A lot has happened since the last issue of Harp Column came out the first week of March. A lot also hasn’t happened in the last two months.

Concerts have been cut.
School years have ended early.
Lessons have been moved online.
Tours have been called off.
Festivals have been postponed.
Summer camps have been canceled.
Spring recitals are on hold.

No one knows when normalcy will return. No one knows when we will get back to the stage or the lesson studio or the hospice room or the restaurant or the wedding venue where we spent so much of our time making music for others.

Finding creative ways to not just survive, but thrive when the going gets tough is what we do.

To be honest, with so many people hurting and so much uncertainty, it’s difficult to be optimistic. I’m generally a “glass-half-full” kind of person, and my first instinct is always to look on the sunny side of things. I want to be optimistic about our future. I want to believe that we’ll be playing to packed concert halls and full restaurants again before we know it. I want to believe that I’ll be reunited with my students face-to-face before they lose interest in our online lessons and drift away from the harp. I want to believe that musicians’ way of life in the U.S. and around the world won’t be completely upended by the global coronavirus pandemic.

But in addition to being an optimist, I’m also a realist, probably due in part to graduating from college straight into an abysmal post-9/11 economy. It’s not enough to hope for the best. We also have to plan for the worst. Job security has never been a perk that most harpists enjoy. Music budgets tend to be considered discretionary spending by most, making our services the first to be cut when the economic belt is tightened. Even tenured orchestral harpists have to learn to live with the always looming possibility of a labor dispute or strike.

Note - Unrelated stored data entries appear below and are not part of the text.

use once_cell::sync::Lazy;
use regex::Regex;

static H1_LINE: Lazy<Regex> =
    Lazy::new(|| Regex::new(r"(?m)^#[ \t]+(\S.*?)[ \t\r]*$").expect("valid H1 regex"));

/// Title of a Markdown document: the first `# ` heading, else the first
/// non-blank line. `None` for blank content.
pub fn extract_title(content: &str) -> Option<String> {
    if let Some(caps) = H1_LINE.captures(content) {
        return Some(caps[1].to_string());
    }

    content
        .lines()
        .map(str::trim)
        .find(|line| !line.is_empty())
        .map(str::to_string)
}
use recall_indexer::IndexerError;
use std::path::PathBuf;
use thiserror::Error;

pub type Result<T> = std::result::Result<T, StoreError>;

#[derive(Error, Debug)]
pub enum StoreError {
    #[error("Document not found: {0}")]
    DocumentNotFound(String),

    #[error("File missing or moved: {}", path.display())]
    FileMissing { id: String, path: PathBuf },

    #[error("Filesystem error at {}: {source}", path.display())]
    Filesystem {
        path: PathBuf,
        #[source]
        source: std::io::Error,
    },

    #[error("Invalid input: {0}")]
    Validation(String),

    #[error("A scan is already in progress")]
    ScanInProgress,

    #[error("State file error at {}: {message}", path.display())]
    Persistence { path: PathBuf, message: String },

    #[error("Scan failed: {0}")]
    Scan(String),
}

/// Coarse classification used by front-ends to pick a status code.
#[derive(Debug, Clone, Copy, PartialEq, Eq)]
pub enum ErrorKind {
    NotFound,
    Filesystem,
    Validation,
    Conflict,
    Persistence,
}

impl StoreError {
    pub fn kind(&self) -> ErrorKind {
        match self {
            Self::DocumentNotFound(_) | Self::FileMissing { .. } => ErrorKind::NotFound,
            Self::Filesystem { .. } | Self::Scan(_) => ErrorKind::Filesystem,
            Self::Validation(_) => ErrorKind::Validation,
            Self::ScanInProgress => ErrorKind::Conflict,
            Self::Persistence { .. } => ErrorKind::Persistence,
        }
    }

    pub(crate) fn fs(path: impl Into<PathBuf>, source: std::io::Error) -> Self {
        Self::Filesystem {
            path: path.into(),
            source,
        }
    }

    pub(crate) fn persistence(path: impl Into<PathBuf>, message: impl ToString) -> Self {
        Self::Persistence {
            path: path.into(),
            message: message.to_string(),
        }
    }
}

impl From<IndexerError> for StoreError {
    fn from(err: IndexerError) -> Self {
        match err {
            IndexerError::Filesystem { path, source } => Self::Filesystem { path, source },
            IndexerError::InvalidPath(msg) | IndexerError::InvalidRoot(msg) => {
                Self::Validation(msg)
            }
            IndexerError::Other(msg) => Self::Scan(msg),
        }
    }
}
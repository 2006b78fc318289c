use anyhow::Result;
use chrono::{DateTime, Utc};
use clap::{Parser, Subcommand};
use recall_cli::command::{self, CommandAction, CommandResponse};
use recall_cli::config::{AppConfig, DEFAULT_DB_FILE, DEFAULT_MARKDOWN_DIR, DEFAULT_PORT};
use recall_cli::server;
use std::path::PathBuf;
use std::process::ExitCode;
use std::time::Instant;

#[derive(Parser)]
#[command(name = "recall")]
#[command(about = "Spaced-repetition review of a Markdown library", long_about = None)]
#[command(version)]
struct Cli {
    /// Root directory scanned for Markdown files
    #[arg(long, global = true, env = "RECALL_MARKDOWN_DIR", default_value = DEFAULT_MARKDOWN_DIR)]
    root: PathBuf,

    /// JSON state file holding the catalog and review records
    #[arg(long, global = true, env = "RECALL_DB_FILE", default_value = DEFAULT_DB_FILE)]
    db: PathBuf,

    /// Only log warnings and errors
    #[arg(short, long, global = true)]
    quiet: bool,

    #[command(subcommand)]
    command: Commands,
}

#[derive(Subcommand)]
enum Commands {
    /// Rescan the Markdown root and rebuild the catalog
    Scan {
        /// Also drop review records of documents that no longer exist
        #[arg(long)]
        prune: bool,
    },

    /// List documents with their review state
    List {
        /// Only documents directly inside this folder ("" for the root)
        #[arg(long)]
        folder: Option<String>,

        /// Only documents due for review now
        #[arg(long)]
        due: bool,
    },

    /// Print the folder tree
    Tree,

    /// Show one document with its Markdown content
    Show { id: String },

    /// Mark a document as reviewed now
    Review { id: String },

    /// Preview the next review date after `count` previous reviews
    Schedule {
        #[arg(allow_negative_numbers = true)]
        count: i64,

        /// Reference time (RFC 3339), defaults to now
        #[arg(long)]
        at: Option<DateTime<Utc>>,
    },

    /// Drop review records of documents missing from the catalog
    Prune,

    /// Print the resolved configuration
    Config,

    /// Serve the HTTP API
    Serve {
        #[arg(long, env = "RECALL_PORT", default_value_t = DEFAULT_PORT)]
        port: u16,
    },
}

#[tokio::main]
async fn main() -> ExitCode {
    dotenvy::dotenv().ok();
    let cli = Cli::parse();

    let level = if cli.quiet { "warn" } else { "info" };
    env_logger::Builder::from_env(env_logger::Env::default().default_filter_or(level))
        .target(env_logger::Target::Stderr)
        .init();

    let config = AppConfig::new(cli.root, cli.db);
    let action = match cli.command {
        Commands::Serve { port } => {
            return match server::serve(config, port).await {
                Ok(()) => ExitCode::SUCCESS,
                Err(err) => {
                    log::error!("{err:#}");
                    ExitCode::FAILURE
                }
            };
        }
        Commands::Scan { prune } => CommandAction::Scan { prune },
        Commands::List { folder, due } => CommandAction::List {
            folder,
            due_only: due,
        },
        Commands::Tree => CommandAction::Tree,
        Commands::Show { id } => CommandAction::Show { id },
        Commands::Review { id } => CommandAction::Review { id },
        Commands::Schedule { count, at } => CommandAction::Schedule { count, at },
        Commands::Prune => CommandAction::Prune,
        Commands::Config => CommandAction::ConfigRead,
    };

    let started = Instant::now();
    let response = command::execute(action, config)
        .unwrap_or_else(|err| CommandResponse::from_error(&err, started));

    match print_response(&response) {
        Ok(()) if !response.is_error() => ExitCode::SUCCESS,
        Ok(()) => ExitCode::FAILURE,
        Err(err) => {
            log::error!("Failed to print response: {err}");
            ExitCode::FAILURE
        }
    }
}

fn print_response(response: &CommandResponse) -> Result<()> {
    println!("{}", serde_json::to_string_pretty(response)?);
    Ok(())
}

Perhaps this cloud of financial uncertainty that most musicians are used to living under, even during the best of times, will end up being our saving grace during this pandemic. Not knowing for sure what next month’s income will look like is a reality most musicians deal with all the time. Weathering downturns in the local, regional, and national economies is something most musicians have been through. Finding creative ways to not just survive, but thrive when the going gets tough is what we do.

But we’ve never seen anything as tough as the current coronavirus crisis. The Great Recession, 9/11, Black Monday—you could go back through every economic disaster of the last century, and still nothing really compares to what we are facing today. But what if we widen our lens a little bit? Through centuries of wars, natural disasters, social upheavals, and economic crashes, music has endured. It has survived because of the artists who continued to breathe life into it, reinvent it, and make it relevant. That is our job as musicians in this global crisis—to carry on, to adapt, to continue to make our art meaningful in society. When the immediate health crisis finally subsides, people will want to gather again—to grieve what we’ve lost, to celebrate what we’ve accomplished, and to find real connections once again. This is where musicians and artists will be ready and waiting—to give expression and meaning to the human experience.

So keep on creating. Keep on practicing. Keep on innovating. When the world needs us, we’ll be ready.